I'm afraid I'm not entirely sure what you mean. Alexander the Great conquered much of the Eastern Mediterranean and Rome eventually controlled most of it. Are you specifically asking how, for example, the ruling class in Seleucid or Egyptian territory reacted to the conquest of the Greek peninsula? So to something that happened beyond their own borders, but to a culturally related people? Or is your question aimed at the more general reaction of the Greek-speaking elite of the Mediterannean to the coming of Roman influence to the entire Hellenistic world?
If you meant the first option, it is important to note that there wasn't as much of a shared 'Greek' identity as you might expect between the different Hellenistic kingdoms. Sure, they all spoke Greek and shared a cultural heritage (or at least the elite did), but a significant amount of the Hellenistic age was spent fighting each other. (This is of course simplified. The Hellenistic world shared more than that, but whether they cared if Greece was conquered is another matter.)
The Roman conquest of Greece in the second century BC did not necessarily mean that the ruling classes of the other Hellenistic kingdoms were shocked or alarmed. Up to that point in 146 BC the city states of the Greek peninsula were often at war with eachother as well and the Antigonid king held very little control over them. It was not seens as a particularly powerful or signifanct region at that time.
The other Hellenistic kingdoms and their ruling classes each had their own diplomatic dynamic with Rome. The fall of the Antigonid kingdom (which ruled Greece from Macedonia) was probably of little concern to them, since the Antigonids held very little actual power at that point, with the different Greek city states operating almost completely autonomously. The ruling classes might very well have been weary of furhter Roman expansion, but they approached it from their own kindoms or city states, not from a shared feeling of Greek identity being threatened.

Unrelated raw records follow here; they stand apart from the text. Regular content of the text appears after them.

use std::{
    collections::{BTreeMap, HashMap},
    ops::RangeInclusive,
    sync::{
        atomic::{AtomicU64, AtomicUsize, Ordering},
        Mutex,
    },
    time::Duration,
};

use serde_json::json;
use shardwatch::{
    AccountId, Block, BlockHeader, BlockHeight, BlockId, Chunk, ChunkId, ChunkReference,
    LedgerClient, LedgerError, LedgerErrorKind, LedgerFuture, Outcome, OutcomeRequest,
    OutcomeStatus, Receipt, ReceiptId, ReceiptKind,
};

pub const APP_ACCOUNT: &str = "app.near";

/// In-memory sharded ledger. Every block carries one chunk per shard and every
/// chunk one action receipt to [`APP_ACCOUNT`] whose outcome logs a NEP-297
/// event naming the block height.
pub struct MockLedger {
    latest: AtomicU64,
    state: Mutex<ChainState>,
    chunk_active: AtomicUsize,
    chunk_peak: AtomicUsize,
    outcome_calls: AtomicUsize,
}

#[derive(Default)]
struct ChainState {
    blocks: BTreeMap<BlockHeight, Block>,
    chunks: HashMap<String, Chunk>,
    outcomes: HashMap<String, Outcome>,
    chunk_failures: HashMap<String, (usize, LedgerErrorKind)>,
    chunk_delays: HashMap<String, Duration>,
    chunk_calls: HashMap<String, usize>,
    outcome_delays: HashMap<String, Duration>,
}

impl MockLedger {
    pub fn chain(heights: RangeInclusive<BlockHeight>, shards: u64) -> Self {
        let ledger = Self {
            latest: AtomicU64::new(*heights.end()),
            state: Mutex::new(ChainState::default()),
            chunk_active: AtomicUsize::new(0),
            chunk_peak: AtomicUsize::new(0),
            outcome_calls: AtomicUsize::new(0),
        };
        for height in heights {
            ledger.add_block(height, shards);
        }
        ledger
    }

    pub fn add_block(&self, height: BlockHeight, shards: u64) {
        let mut state = self.state.lock().unwrap();
        let mut references = Vec::new();
        for shard in 0..shards {
            let chunk_id = chunk_id(height, shard);
            let receipt_id = receipt_id(height, shard);
            let receipt = Receipt {
                id: ReceiptId::new(receipt_id.as_str()),
                receiver_id: AccountId::new(APP_ACCOUNT),
                predecessor_id: AccountId::new("alice.near"),
                kind: ReceiptKind::Action,
                payload: json!({"actions": [{"FunctionCall": {"method_name": "post"}}]}),
                outcome: None,
            };
            state.outcomes.insert(
                receipt_id.clone(),
                Outcome {
                    receipt_id: ReceiptId::new(receipt_id.as_str()),
                    executor_id: AccountId::new(APP_ACCOUNT),
                    logs: vec![format!(
                        r#"EVENT_JSON:{{"standard":"nep297","version":"1.0.0","event":"post","data":{{"height":{height},"shard":{shard}}}}}"#
                    )],
                    status: OutcomeStatus::Success,
                    produced_receipts: Vec::new(),
                },
            );
            state.chunks.insert(
                chunk_id.clone(),
                Chunk {
                    chunk_id: ChunkId::new(chunk_id.as_str()),
                    shard_id: shard,
                    receipts: vec![receipt],
                },
            );
            references.push(ChunkReference::new(shard, chunk_id));
        }

        state.blocks.insert(
            height,
            Block {
                header: header(height),
                chunks: references,
            },
        );
    }

    pub fn set_latest(&self, height: BlockHeight) {
        self.latest.store(height, Ordering::SeqCst);
    }

    /// Drops the block so the height reads as never produced.
    pub fn remove_block(&self, height: BlockHeight) {
        self.state.lock().unwrap().blocks.remove(&height);
    }

    /// Duplicates the first receipt of `from` into the chunk `into`.
    pub fn copy_receipt(&self, from: &str, into: &str) {
        let mut state = self.state.lock().unwrap();
        let receipt = state.chunks[from].receipts[0].clone();
        if let Some(chunk) = state.chunks.get_mut(into) {
            chunk.receipts.push(receipt);
        }
    }

    pub fn fail_chunk(&self, chunk: &str, times: usize, kind: LedgerErrorKind) {
        self.state
            .lock()
            .unwrap()
            .chunk_failures
            .insert(chunk.to_owned(), (times, kind));
    }

    pub fn delay_chunk(&self, chunk: &str, delay: Duration) {
        self.state
            .lock()
            .unwrap()
            .chunk_delays
            .insert(chunk.to_owned(), delay);
    }

    /// Holds the next outcome lookup of `receipt` for `delay`; later lookups
    /// answer at once.
    pub fn delay_outcome_once(&self, receipt: &str, delay: Duration) {
        self.state
            .lock()
            .unwrap()
            .outcome_delays
            .insert(receipt.to_owned(), delay);
    }

    pub fn chunk_calls(&self, chunk: &str) -> usize {
        self.state
            .lock()
            .unwrap()
            .chunk_calls
            .get(chunk)
            .copied()
            .unwrap_or(0)
    }

    pub fn peak_chunk_concurrency(&self) -> usize {
        self.chunk_peak.load(Ordering::SeqCst)
    }

    pub fn outcome_calls(&self) -> usize {
        self.outcome_calls.load(Ordering::SeqCst)
    }
}

impl LedgerClient for MockLedger {
    fn get_latest_block(&self) -> LedgerFuture<'_, BlockHeader> {
        let latest = self.latest.load(Ordering::SeqCst);
        Box::pin(async move { Ok(header(latest)) })
    }

    fn get_block(&self, height: BlockHeight) -> LedgerFuture<'_, Option<Block>> {
        Box::pin(async move {
            tokio::task::yield_now().await;
            Ok(self.state.lock().unwrap().blocks.get(&height).cloned())
        })
    }

    fn get_chunk<'a>(&'a self, reference: &'a ChunkReference) -> LedgerFuture<'a, Chunk> {
        Box::pin(async move {
            let id = reference.chunk_id.as_str();
            let active = self.chunk_active.fetch_add(1, Ordering::SeqCst) + 1;
            self.chunk_peak.fetch_max(active, Ordering::SeqCst);
            let _active = ActiveGuard(&self.chunk_active);

            let (delay, failure) = {
                let mut state = self.state.lock().unwrap();
                *state.chunk_calls.entry(id.to_owned()).or_default() += 1;
                let failure = match state.chunk_failures.get_mut(id) {
                    Some((remaining, kind)) if *remaining > 0 => {
                        *remaining -= 1;
                        Some(*kind)
                    }
                    _ => None,
                };
                (state.chunk_delays.get(id).copied(), failure)
            };

            tokio::time::sleep(delay.unwrap_or(Duration::from_millis(2))).await;
            if let Some(kind) = failure {
                return Err(LedgerError::new(kind, "chunk", format!("injected failure for {id}")));
            }

            self.state
                .lock()
                .unwrap()
                .chunks
                .get(id)
                .cloned()
                .ok_or_else(|| LedgerError::not_found("chunk", format!("unknown chunk {id}")))
        })
    }

    fn get_receipt_outcome<'a>(&'a self, request: &'a OutcomeRequest) -> LedgerFuture<'a, Outcome> {
        Box::pin(async move {
            self.outcome_calls.fetch_add(1, Ordering::SeqCst);
            let id = request.receipt_id.as_str();
            let delay = self.state.lock().unwrap().outcome_delays.remove(id);
            if let Some(delay) = delay {
                tokio::time::sleep(delay).await;
            }
            self.state
                .lock()
                .unwrap()
                .outcomes
                .get(id)
                .cloned()
                .ok_or_else(|| LedgerError::not_found("receipt outcome", format!("unknown receipt {id}")))
        })
    }
}

struct ActiveGuard<'a>(&'a AtomicUsize);

impl Drop for ActiveGuard<'_> {
    fn drop(&mut self) {
        self.0.fetch_sub(1, Ordering::SeqCst);
    }
}

pub fn chunk_id(height: BlockHeight, shard: u64) -> String {
    format!("c{height}-{shard}")
}

pub fn receipt_id(height: BlockHeight, shard: u64) -> String {
    format!("r{height}-{shard}")
}

fn header(height: BlockHeight) -> BlockHeader {
    BlockHeader {
        height,
        id: BlockId::new(format!("b{height}")),
        prev_id: BlockId::new(format!("b{}", height.saturating_sub(1))),
    }
}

If you're asking about the second case (the broader reaction of the Hellenistic world to Roman influence), that answer is a bit longer. Do let me know if that is what you meant, since there are some fascinating processes of memory and identity that start to emerge during the early stages of Roman government of the Greek-speaking world. For example, some parts of the Greek elite rejected the Roman influence (be it political, cultural or economic) as barbaric and started to look back to the glory days of Athens in the fifth century BC and imitating it. Others saw it as an opportunity and embraced the Roman expansion.